use std::env;
use std::str::FromStr;
use std::time::Duration;

/// Application configuration loaded from environment variables
#[derive(Debug, Clone)]
pub struct Config {
    /// Database connection URL
    pub database_url: String,
    /// Maximum database connections in pool
    pub database_max_connections: u32,
    /// Server host address
    pub host: String,
    /// Server port
    pub port: u16,
    /// Redis URL for the directory cache; in-process cache when unset
    pub redis_url: Option<String>,
    /// Directory cache TTL in seconds (default: 300 = 5 minutes)
    pub agent_cache_ttl_secs: u64,
    /// JSON-RPC endpoint of the chain hosting the registry contract
    pub rpc_url: Option<String>,
    /// Registry contract address; ledger fallback is disabled when unset
    pub contract_address: Option<String>,
    /// Timeout for a single ledger RPC call in seconds
    pub ledger_timeout_secs: u64,
    /// HS256 secret for bearer tokens
    pub jwt_secret: String,
    /// Require the `oracle` role on reputation updates
    pub require_oracle_role: bool,
    /// Requests allowed per client per window
    pub rate_limit_max_requests: u32,
    /// Rate limit window in seconds
    pub rate_limit_window_secs: u64,
}

impl Config {
    /// Load configuration from environment variables
    pub fn from_env() -> Result<Self, ConfigError> {
        let database_url = required("DATABASE_URL")?;
        let jwt_secret = required("JWT_SECRET")?;

        Ok(Self {
            database_url,
            database_max_connections: parsed_or("DATABASE_MAX_CONNECTIONS", 10)?,
            host: env::var("HOST").unwrap_or_else(|_| "0.0.0.0".to_string()),
            port: parsed_or("PORT", 3000)?,
            redis_url: optional("REDIS_URL"),
            agent_cache_ttl_secs: parsed_or("AGENT_CACHE_TTL_SECS", 300)?,
            rpc_url: optional("RPC_URL"),
            contract_address: optional("CONTRACT_ADDRESS"),
            ledger_timeout_secs: parsed_or("LEDGER_TIMEOUT_SECS", 10)?,
            jwt_secret,
            require_oracle_role: parsed_or("REQUIRE_ORACLE_ROLE", true)?,
            rate_limit_max_requests: parsed_or("RATE_LIMIT_MAX_REQUESTS", 100)?,
            rate_limit_window_secs: parsed_or("RATE_LIMIT_WINDOW_SECS", 60)?,
        })
    }

    pub fn agent_cache_ttl(&self) -> Duration {
        Duration::from_secs(self.agent_cache_ttl_secs)
    }

    pub fn ledger_timeout(&self) -> Duration {
        Duration::from_secs(self.ledger_timeout_secs)
    }
}

fn required(key: &'static str) -> Result<String, ConfigError> {
    env::var(key).map_err(|_| ConfigError::MissingEnvVar(key))
}

fn optional(key: &'static str) -> Option<String> {
    env::var(key).ok().filter(|v| !v.trim().is_empty())
}

fn parsed_or<T: FromStr>(key: &'static str, default: T) -> Result<T, ConfigError> {
    match env::var(key) {
        Ok(raw) => raw.trim().parse().map_err(|_| ConfigError::InvalidValue(key)),
        Err(_) => Ok(default),
    }
}

#[derive(Debug, thiserror::Error)]
pub enum ConfigError {
    #[error("Missing required environment variable: {0}")]
    MissingEnvVar(&'static str),
    #[error("Invalid value for environment variable: {0}")]
    InvalidValue(&'static str),
}

#[cfg(test)]
mod tests {
    use super::*;

    #[test]
    fn test_parsed_or_falls_back_to_default() {
        assert_eq!(
            parsed_or::<u16>("VERIFIEDAGENT_TEST_UNSET_PORT", 3000).unwrap(),
            3000
        );
    }

    #[test]
    fn test_parsed_or_rejects_garbage() {
        env::set_var("VERIFIEDAGENT_TEST_BAD_BOOL", "maybe");
        let err = parsed_or::<bool>("VERIFIEDAGENT_TEST_BAD_BOOL", true).unwrap_err();
        assert!(matches!(err, ConfigError::InvalidValue("VERIFIEDAGENT_TEST_BAD_BOOL")));
        env::remove_var("VERIFIEDAGENT_TEST_BAD_BOOL");
    }

    #[test]
    fn test_optional_ignores_blank_values() {
        env::set_var("VERIFIEDAGENT_TEST_BLANK", "  ");
        assert_eq!(optional("VERIFIEDAGENT_TEST_BLANK"), None);
        env::remove_var("VERIFIEDAGENT_TEST_BLANK");
    }
}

* * * * * * *

**Exercise goal**:
From the entries above, pull out each line that includes "Debug".

**Solution below**:
#[derive(Debug, Clone)]
#[derive(Debug, thiserror::Error)]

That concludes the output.